START EXTRACTED MATERIAL
mod standard;

use std::collections::HashMap;

use rand::seq::SliceRandom;
use rand::Rng;

use super::domain::{Battery, Question, QuestionId};

/// Point values an option may carry; higher is healthier.
pub const POINT_SCALE: [u8; 4] = [0, 2, 4, 6];

/// Immutable question set grouped into batteries.
#[derive(Debug, Clone)]
pub struct QuestionCatalog {
    questions: Vec<Question>,
    index: HashMap<QuestionId, usize>,
}

impl QuestionCatalog {
    /// The 35-question catalog, five questions per battery.
    pub fn standard() -> Self {
        let questions = standard::standard_questions();
        let index = build_index(&questions);
        Self { questions, index }
    }

    /// Build a catalog from arbitrary questions, checking the structural invariants.
    pub fn new(questions: Vec<Question>) -> Result<Self, CatalogError> {
        if questions.is_empty() {
            return Err(CatalogError::Empty);
        }

        let mut index = HashMap::with_capacity(questions.len());
        for (position, question) in questions.iter().enumerate() {
            if index.insert(question.id.clone(), position).is_some() {
                return Err(CatalogError::DuplicateQuestion(question.id.clone()));
            }
            if question.options.is_empty() {
                return Err(CatalogError::NoOptions(question.id.clone()));
            }
            if let Some(option) = question
                .options
                .iter()
                .find(|option| !POINT_SCALE.contains(&option.points))
            {
                return Err(CatalogError::PointsOffScale {
                    question: question.id.clone(),
                    points: option.points,
                });
            }
        }

        Ok(Self { questions, index })
    }

    /// Batteries present in the catalog, in canonical order.
    pub fn all_batteries(&self) -> Vec<Battery> {
        Battery::ALL
            .into_iter()
            .filter(|battery| self.questions.iter().any(|q| q.battery == *battery))
            .collect()
    }

    /// Questions of `battery` in catalog-definition order.
    pub fn battery_questions(&self, battery: Battery) -> Vec<&Question> {
        self.questions
            .iter()
            .filter(|question| question.battery == battery)
            .collect()
    }

    /// Fresh permutation of the full catalog. Batteries are not kept contiguous.
    pub fn randomized_full_order<R: Rng + ?Sized>(&self, rng: &mut R) -> Vec<Question> {
        let mut ordered = self.questions.clone();
        ordered.shuffle(rng);
        ordered
    }

    /// Batteries in canonical order, questions shuffled inside each battery block.
    pub fn randomized_battery_blocks<R: Rng + ?Sized>(&self, rng: &mut R) -> Vec<Question> {
        let mut ordered = Vec::with_capacity(self.questions.len());
        for battery in self.all_batteries() {
            let mut block: Vec<Question> = self
                .battery_questions(battery)
                .into_iter()
                .cloned()
                .collect();
            block.shuffle(rng);
            ordered.extend(block);
        }
        ordered
    }

    /// Catalog order, batteries grouped as defined.
    pub fn canonical_order(&self) -> Vec<Question> {
        self.all_batteries()
            .into_iter()
            .flat_map(|battery| self.battery_questions(battery).into_iter().cloned())
            .collect()
    }

    pub fn question(&self, id: &QuestionId) -> Option<&Question> {
        self.index.get(id).map(|position| &self.questions[*position])
    }

    pub fn battery_of(&self, id: &QuestionId) -> Option<Battery> {
        self.question(id).map(|question| question.battery)
    }

    /// Highest reachable score for a battery (30 in the standard catalog).
    pub fn battery_max_points(&self, battery: Battery) -> u32 {
        self.battery_questions(battery)
            .iter()
            .map(|question| question.max_points())
            .sum()
    }

    pub fn questions(&self) -> &[Question] {
        &self.questions
    }

    pub fn len(&self) -> usize {
        self.questions.len()
    }

    pub fn is_empty(&self) -> bool {
        self.questions.is_empty()
    }
}

impl Default for QuestionCatalog {
    fn default() -> Self {
        Self::standard()
    }
}

fn build_index(questions: &[Question]) -> HashMap<QuestionId, usize> {
    questions
        .iter()
        .enumerate()
        .map(|(position, question)| (question.id.clone(), position))
        .collect()
}

#[derive(Debug, Clone, PartialEq, Eq, thiserror::Error)]
pub enum CatalogError {
    #[error("catalog must contain at least one question")]
    Empty,
    #[error("question id {0} appears more than once")]
    DuplicateQuestion(QuestionId),
    #[error("question {0} has no answer options")]
    NoOptions(QuestionId),
    #[error("question {question} offers {points} points, outside the 0/2/4/6 scale")]
    PointsOffScale { question: QuestionId, points: u8 },
}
END EXTRACTED MATERIAL
How many lines of the entries above contain the word "return"? Give the number alone.

4